§ **WHAT YOU WILL DO**:
Check every line of the entries below for the word "SectionId", then give only the number of lines that have it.
[INPUT — start]
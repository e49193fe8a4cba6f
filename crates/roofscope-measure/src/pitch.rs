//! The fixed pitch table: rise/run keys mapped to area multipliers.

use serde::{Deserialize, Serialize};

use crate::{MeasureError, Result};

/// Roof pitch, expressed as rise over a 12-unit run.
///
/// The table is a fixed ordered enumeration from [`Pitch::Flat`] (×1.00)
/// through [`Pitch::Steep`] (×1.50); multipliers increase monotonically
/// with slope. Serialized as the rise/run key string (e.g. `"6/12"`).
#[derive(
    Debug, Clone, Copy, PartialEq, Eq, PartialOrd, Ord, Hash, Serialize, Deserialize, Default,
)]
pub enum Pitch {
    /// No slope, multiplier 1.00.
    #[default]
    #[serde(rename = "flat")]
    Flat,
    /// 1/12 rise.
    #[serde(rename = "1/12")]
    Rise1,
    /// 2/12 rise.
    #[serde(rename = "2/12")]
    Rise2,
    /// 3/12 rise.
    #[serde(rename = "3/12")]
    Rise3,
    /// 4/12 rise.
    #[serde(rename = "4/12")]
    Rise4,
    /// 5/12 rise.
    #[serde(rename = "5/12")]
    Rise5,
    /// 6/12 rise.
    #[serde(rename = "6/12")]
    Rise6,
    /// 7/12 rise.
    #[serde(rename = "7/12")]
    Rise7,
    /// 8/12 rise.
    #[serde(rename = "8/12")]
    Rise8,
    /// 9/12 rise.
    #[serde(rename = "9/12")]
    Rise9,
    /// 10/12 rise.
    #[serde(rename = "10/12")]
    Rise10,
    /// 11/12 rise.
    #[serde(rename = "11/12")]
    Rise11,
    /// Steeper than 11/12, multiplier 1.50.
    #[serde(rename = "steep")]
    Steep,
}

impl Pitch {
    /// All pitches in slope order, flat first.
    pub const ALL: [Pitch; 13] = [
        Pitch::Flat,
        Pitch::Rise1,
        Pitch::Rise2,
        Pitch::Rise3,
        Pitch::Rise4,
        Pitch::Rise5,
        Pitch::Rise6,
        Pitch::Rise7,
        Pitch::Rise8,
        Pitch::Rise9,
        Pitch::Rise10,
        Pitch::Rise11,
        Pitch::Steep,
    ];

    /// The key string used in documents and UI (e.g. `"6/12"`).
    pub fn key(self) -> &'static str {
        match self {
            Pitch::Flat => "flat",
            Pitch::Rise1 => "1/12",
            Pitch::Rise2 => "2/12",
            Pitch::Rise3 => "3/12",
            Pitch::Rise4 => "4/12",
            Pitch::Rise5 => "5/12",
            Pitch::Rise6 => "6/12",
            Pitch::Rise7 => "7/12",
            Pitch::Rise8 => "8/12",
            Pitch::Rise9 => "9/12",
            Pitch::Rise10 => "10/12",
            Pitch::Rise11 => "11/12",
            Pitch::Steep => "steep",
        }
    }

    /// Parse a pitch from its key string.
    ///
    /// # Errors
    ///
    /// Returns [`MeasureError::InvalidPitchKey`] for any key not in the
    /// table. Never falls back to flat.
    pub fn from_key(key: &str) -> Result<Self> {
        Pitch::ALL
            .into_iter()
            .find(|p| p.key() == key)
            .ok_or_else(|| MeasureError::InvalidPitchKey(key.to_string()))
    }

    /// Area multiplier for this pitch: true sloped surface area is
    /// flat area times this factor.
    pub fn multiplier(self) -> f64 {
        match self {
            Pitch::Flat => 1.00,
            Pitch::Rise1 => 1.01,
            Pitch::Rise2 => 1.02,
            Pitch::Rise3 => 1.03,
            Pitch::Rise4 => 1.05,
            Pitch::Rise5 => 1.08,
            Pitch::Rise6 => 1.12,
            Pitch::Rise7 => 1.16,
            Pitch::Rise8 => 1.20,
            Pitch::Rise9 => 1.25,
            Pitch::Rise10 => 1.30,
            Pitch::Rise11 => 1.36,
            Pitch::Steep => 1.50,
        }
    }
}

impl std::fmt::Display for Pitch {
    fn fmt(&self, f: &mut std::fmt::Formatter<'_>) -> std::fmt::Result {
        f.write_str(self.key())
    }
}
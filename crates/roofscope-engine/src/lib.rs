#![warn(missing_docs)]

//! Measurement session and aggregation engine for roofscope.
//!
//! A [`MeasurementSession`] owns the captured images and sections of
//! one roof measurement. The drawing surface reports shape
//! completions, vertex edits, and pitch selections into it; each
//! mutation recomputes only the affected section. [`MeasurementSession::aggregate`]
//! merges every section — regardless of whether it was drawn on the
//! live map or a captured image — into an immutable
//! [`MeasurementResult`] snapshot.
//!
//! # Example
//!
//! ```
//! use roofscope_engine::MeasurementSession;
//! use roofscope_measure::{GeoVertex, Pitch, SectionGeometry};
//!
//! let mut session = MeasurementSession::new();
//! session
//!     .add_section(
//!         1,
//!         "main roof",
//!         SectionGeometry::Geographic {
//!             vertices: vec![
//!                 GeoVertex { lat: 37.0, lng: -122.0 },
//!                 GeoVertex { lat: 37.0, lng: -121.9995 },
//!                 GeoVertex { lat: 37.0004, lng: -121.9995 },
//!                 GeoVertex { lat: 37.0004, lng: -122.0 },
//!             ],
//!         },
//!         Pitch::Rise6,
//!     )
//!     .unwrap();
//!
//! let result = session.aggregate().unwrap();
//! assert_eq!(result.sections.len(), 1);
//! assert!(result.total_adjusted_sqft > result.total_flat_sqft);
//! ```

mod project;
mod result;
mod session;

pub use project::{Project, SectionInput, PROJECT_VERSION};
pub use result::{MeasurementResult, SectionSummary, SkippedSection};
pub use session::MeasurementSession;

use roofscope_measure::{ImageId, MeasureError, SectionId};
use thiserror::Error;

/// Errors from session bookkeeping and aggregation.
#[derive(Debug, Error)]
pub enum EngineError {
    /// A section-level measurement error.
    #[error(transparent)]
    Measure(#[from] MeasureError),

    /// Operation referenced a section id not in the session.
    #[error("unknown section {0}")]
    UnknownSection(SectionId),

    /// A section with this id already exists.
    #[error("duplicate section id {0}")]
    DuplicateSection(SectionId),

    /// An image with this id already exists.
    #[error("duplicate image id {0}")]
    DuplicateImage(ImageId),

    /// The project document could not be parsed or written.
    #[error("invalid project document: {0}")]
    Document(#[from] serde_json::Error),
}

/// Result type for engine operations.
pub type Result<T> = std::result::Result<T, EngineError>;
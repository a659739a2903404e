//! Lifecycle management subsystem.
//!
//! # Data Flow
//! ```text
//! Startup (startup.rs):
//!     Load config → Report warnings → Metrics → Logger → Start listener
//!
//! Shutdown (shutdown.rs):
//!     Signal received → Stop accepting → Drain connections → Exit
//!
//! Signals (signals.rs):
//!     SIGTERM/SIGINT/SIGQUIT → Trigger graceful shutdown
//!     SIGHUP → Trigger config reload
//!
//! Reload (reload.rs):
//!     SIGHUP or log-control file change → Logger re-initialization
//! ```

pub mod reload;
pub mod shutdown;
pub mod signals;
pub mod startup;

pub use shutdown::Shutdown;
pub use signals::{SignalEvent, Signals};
[INPUT — finish]
§ **WRITTEN ANSWER**:
3